▼▼▼

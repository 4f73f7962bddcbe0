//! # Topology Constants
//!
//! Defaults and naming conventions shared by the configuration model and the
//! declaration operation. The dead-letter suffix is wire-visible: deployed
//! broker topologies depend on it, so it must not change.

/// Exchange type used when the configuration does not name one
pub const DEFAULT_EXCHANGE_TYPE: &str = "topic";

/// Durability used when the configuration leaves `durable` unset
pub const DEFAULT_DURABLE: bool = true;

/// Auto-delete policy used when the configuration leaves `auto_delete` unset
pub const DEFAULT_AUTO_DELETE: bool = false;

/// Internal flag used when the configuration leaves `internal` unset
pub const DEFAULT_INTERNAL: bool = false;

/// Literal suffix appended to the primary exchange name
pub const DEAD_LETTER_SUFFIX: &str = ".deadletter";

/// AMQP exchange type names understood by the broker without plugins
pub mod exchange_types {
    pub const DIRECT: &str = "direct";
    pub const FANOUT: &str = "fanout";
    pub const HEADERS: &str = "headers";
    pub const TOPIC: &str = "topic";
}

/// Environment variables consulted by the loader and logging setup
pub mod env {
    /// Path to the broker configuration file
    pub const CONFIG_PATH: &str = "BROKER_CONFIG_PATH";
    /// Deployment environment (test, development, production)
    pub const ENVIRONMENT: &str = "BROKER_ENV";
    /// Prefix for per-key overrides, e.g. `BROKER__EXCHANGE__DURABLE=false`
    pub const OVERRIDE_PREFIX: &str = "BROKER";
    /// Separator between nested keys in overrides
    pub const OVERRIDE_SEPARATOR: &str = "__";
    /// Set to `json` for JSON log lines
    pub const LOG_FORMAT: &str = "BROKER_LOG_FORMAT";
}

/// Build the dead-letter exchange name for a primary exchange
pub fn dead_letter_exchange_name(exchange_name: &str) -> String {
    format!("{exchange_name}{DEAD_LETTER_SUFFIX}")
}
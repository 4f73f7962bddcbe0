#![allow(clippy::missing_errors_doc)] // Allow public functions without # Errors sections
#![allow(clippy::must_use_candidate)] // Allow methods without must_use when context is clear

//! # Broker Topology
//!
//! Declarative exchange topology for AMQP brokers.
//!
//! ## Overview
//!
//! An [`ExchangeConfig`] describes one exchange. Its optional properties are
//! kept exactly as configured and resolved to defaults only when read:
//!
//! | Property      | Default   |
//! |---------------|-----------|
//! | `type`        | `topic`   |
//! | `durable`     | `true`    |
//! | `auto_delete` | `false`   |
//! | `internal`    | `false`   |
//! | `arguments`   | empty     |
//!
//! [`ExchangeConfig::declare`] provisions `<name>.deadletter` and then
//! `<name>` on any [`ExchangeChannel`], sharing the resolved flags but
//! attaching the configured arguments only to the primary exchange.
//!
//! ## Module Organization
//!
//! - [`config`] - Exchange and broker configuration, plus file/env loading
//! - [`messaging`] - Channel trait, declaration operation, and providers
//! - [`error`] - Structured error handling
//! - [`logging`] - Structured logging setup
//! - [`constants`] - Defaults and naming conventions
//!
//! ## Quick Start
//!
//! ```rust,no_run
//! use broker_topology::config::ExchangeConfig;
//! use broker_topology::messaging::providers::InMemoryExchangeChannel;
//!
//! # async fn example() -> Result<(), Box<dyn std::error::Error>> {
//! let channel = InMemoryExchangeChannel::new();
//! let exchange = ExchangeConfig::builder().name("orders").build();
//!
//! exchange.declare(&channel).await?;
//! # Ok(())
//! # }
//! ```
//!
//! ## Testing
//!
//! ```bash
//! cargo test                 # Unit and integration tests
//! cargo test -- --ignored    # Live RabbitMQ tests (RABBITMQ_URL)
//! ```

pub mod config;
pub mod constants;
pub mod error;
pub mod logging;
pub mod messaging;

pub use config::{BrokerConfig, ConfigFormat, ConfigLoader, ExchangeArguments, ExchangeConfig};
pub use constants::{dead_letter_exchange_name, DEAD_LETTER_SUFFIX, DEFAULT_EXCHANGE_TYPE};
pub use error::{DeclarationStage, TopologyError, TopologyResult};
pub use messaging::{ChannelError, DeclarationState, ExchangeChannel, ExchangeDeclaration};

▲▲▲

Every line of the records should be reproduced exactly.

repository 4f73f7962bddcbe0
//! # Topology Constants
//!
//! Defaults and naming conventions shared by the configuration model and the
//! declaration operation. The dead-letter suffix is wire-visible: deployed
//! broker topologies depend on it, so it must not change.

/// Exchange type used when the configuration does not name one
pub const DEFAULT_EXCHANGE_TYPE: &str = "topic";

/// Durability used when the configuration leaves `durable` unset
pub const DEFAULT_DURABLE: bool = true;

/// Auto-delete policy used when the configuration leaves `auto_delete` unset
pub const DEFAULT_AUTO_DELETE: bool = false;

/// Internal flag used when the configuration leaves `internal` unset
pub const DEFAULT_INTERNAL: bool = false;

/// Literal suffix appended to the primary exchange name
pub const DEAD_LETTER_SUFFIX: &str = ".deadletter";

/// AMQP exchange type names understood by the broker without plugins
pub mod exchange_types {
    pub const DIRECT: &str = "direct";
    pub const FANOUT: &str = "fanout";
    pub const HEADERS: &str = "headers";
    pub const TOPIC: &str = "topic";
}

/// Environment variables consulted by the loader and logging setup
pub mod env {
    /// Path to the broker configuration file
    pub const CONFIG_PATH: &str = "BROKER_CONFIG_PATH";
    /// Deployment environment (test, development, production)
    pub const ENVIRONMENT: &str = "BROKER_ENV";
    /// Prefix for per-key overrides, e.g. `BROKER__EXCHANGE__DURABLE=false`
    pub const OVERRIDE_PREFIX: &str = "BROKER";
    /// Separator between nested keys in overrides
    pub const OVERRIDE_SEPARATOR: &str = "__";
    /// Set to `json` for JSON log lines
    pub const LOG_FORMAT: &str = "BROKER_LOG_FORMAT";
}

/// Build the dead-letter exchange name for a primary exchange
pub fn dead_letter_exchange_name(exchange_name: &str) -> String {
    format!("{exchange_name}{DEAD_LETTER_SUFFIX}")
}
repository 4f73f7962bddcbe0
#![allow(clippy::missing_errors_doc)] // Allow public functions without # Errors sections
#![allow(clippy::must_use_candidate)] // Allow methods without must_use when context is clear

//! # Broker Topology
//!
//! Declarative exchange topology for AMQP brokers.
//!
//! ## Overview
//!
//! An [`ExchangeConfig`] describes one exchange. Its optional properties are
//! kept exactly as configured and resolved to defaults only when read:
//!
//! | Property      | Default   |
//! |---------------|-----------|
//! | `type`        | `topic`   |
//! | `durable`     | `true`    |
//! | `auto_delete` | `false`   |
//! | `internal`    | `false`   |
//! | `arguments`   | empty     |
//!
//! [`ExchangeConfig::declare`] provisions `<name>.deadletter` and then
//! `<name>` on any [`ExchangeChannel`], sharing the resolved flags but
//! attaching the configured arguments only to the primary exchange.
//!
//! ## Module Organization
//!
//! - [`config`] - Exchange and broker configuration, plus file/env loading
//! - [`messaging`] - Channel trait, declaration operation, and providers
//! - [`error`] - Structured error handling
//! - [`logging`] - Structured logging setup
//! - [`constants`] - Defaults and naming conventions
//!
//! ## Quick Start
//!
//! ```rust,no_run
//! use broker_topology::config::ExchangeConfig;
//! use broker_topology::messaging::providers::InMemoryExchangeChannel;
//!
//! # async fn example() -> Result<(), Box<dyn std::error::Error>> {
//! let channel = InMemoryExchangeChannel::new();
//! let exchange = ExchangeConfig::builder().name("orders").build();
//!
//! exchange.declare(&channel).await?;
//! # Ok(())
//! # }
//! ```
//!
//! ## Testing
//!
//! ```bash
//! cargo test                 # Unit and integration tests
//! cargo test -- --ignored    # Live RabbitMQ tests (RABBITMQ_URL)
//! ```

pub mod config;
pub mod constants;
pub mod error;
pub mod logging;
pub mod messaging;

pub use config::{BrokerConfig, ConfigFormat, ConfigLoader, ExchangeArguments, ExchangeConfig};
pub use constants::{dead_letter_exchange_name, DEAD_LETTER_SUFFIX, DEFAULT_EXCHANGE_TYPE};
pub use error::{DeclarationStage, TopologyError, TopologyResult};
pub use messaging::{ChannelError, DeclarationState, ExchangeChannel, ExchangeDeclaration};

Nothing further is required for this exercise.